Collected data entries:
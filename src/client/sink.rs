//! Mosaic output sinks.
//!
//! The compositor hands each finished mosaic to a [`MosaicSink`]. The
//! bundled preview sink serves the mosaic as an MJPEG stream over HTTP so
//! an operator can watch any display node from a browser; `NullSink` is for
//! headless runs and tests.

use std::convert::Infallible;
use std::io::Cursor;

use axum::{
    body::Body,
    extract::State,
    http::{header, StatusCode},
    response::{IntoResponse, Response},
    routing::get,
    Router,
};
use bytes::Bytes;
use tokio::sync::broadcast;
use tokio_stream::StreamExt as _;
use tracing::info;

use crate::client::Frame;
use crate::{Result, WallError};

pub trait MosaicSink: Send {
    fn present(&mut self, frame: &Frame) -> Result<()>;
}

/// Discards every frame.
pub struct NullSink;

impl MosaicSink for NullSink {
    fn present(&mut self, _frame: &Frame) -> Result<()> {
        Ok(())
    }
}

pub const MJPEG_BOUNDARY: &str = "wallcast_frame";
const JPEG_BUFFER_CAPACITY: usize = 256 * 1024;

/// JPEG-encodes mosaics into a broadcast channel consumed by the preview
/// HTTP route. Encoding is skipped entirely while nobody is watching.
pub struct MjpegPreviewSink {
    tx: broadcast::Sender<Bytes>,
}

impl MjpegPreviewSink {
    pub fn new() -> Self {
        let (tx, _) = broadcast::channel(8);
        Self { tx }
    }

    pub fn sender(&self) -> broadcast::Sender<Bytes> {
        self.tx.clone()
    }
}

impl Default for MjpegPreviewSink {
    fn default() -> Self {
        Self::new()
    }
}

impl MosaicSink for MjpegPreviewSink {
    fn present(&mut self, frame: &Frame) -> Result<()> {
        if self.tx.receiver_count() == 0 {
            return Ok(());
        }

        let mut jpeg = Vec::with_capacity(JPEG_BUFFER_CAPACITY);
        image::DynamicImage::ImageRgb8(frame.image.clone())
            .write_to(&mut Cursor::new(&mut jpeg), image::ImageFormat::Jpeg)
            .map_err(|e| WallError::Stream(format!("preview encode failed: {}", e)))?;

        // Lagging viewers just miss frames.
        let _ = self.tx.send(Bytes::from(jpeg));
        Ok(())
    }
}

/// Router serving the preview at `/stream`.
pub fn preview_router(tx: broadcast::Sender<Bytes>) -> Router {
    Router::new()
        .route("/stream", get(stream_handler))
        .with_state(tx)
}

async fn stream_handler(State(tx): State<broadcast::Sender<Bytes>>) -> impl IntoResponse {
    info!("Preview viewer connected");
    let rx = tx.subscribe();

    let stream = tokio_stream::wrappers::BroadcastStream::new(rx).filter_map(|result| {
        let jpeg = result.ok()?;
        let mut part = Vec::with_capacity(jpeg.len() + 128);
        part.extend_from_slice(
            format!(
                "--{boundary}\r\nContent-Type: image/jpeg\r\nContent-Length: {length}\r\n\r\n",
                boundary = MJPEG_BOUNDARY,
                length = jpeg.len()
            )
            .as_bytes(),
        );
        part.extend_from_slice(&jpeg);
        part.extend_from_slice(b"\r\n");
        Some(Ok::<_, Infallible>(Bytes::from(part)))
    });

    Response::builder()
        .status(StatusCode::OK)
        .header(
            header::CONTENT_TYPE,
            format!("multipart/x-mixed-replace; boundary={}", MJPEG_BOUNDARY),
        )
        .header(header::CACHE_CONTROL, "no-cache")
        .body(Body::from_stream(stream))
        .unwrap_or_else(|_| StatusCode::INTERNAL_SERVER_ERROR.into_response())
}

• **WORK TO BE COMPLETED**
Repeat exactly the lines from the first line of the records above through the line containing "fn present(&mut self, _frame: &Frame)", both included, and nothing else.

• **EXERCISE OUTPUT**
filename src/client/sink.rs
//! Mosaic output sinks.
//!
//! The compositor hands each finished mosaic to a [`MosaicSink`]. The
//! bundled preview sink serves the mosaic as an MJPEG stream over HTTP so
//! an operator can watch any display node from a browser; `NullSink` is for
//! headless runs and tests.

use std::convert::Infallible;
use std::io::Cursor;

use axum::{
    body::Body,
    extract::State,
    http::{header, StatusCode},
    response::{IntoResponse, Response},
    routing::get,
    Router,
};
use bytes::Bytes;
use tokio::sync::broadcast;
use tokio_stream::StreamExt as _;
use tracing::info;

use crate::client::Frame;
use crate::{Result, WallError};

pub trait MosaicSink: Send {
    fn present(&mut self, frame: &Frame) -> Result<()>;
}

/// Discards every frame.
pub struct NullSink;

impl MosaicSink for NullSink {
    fn present(&mut self, _frame: &Frame) -> Result<()> {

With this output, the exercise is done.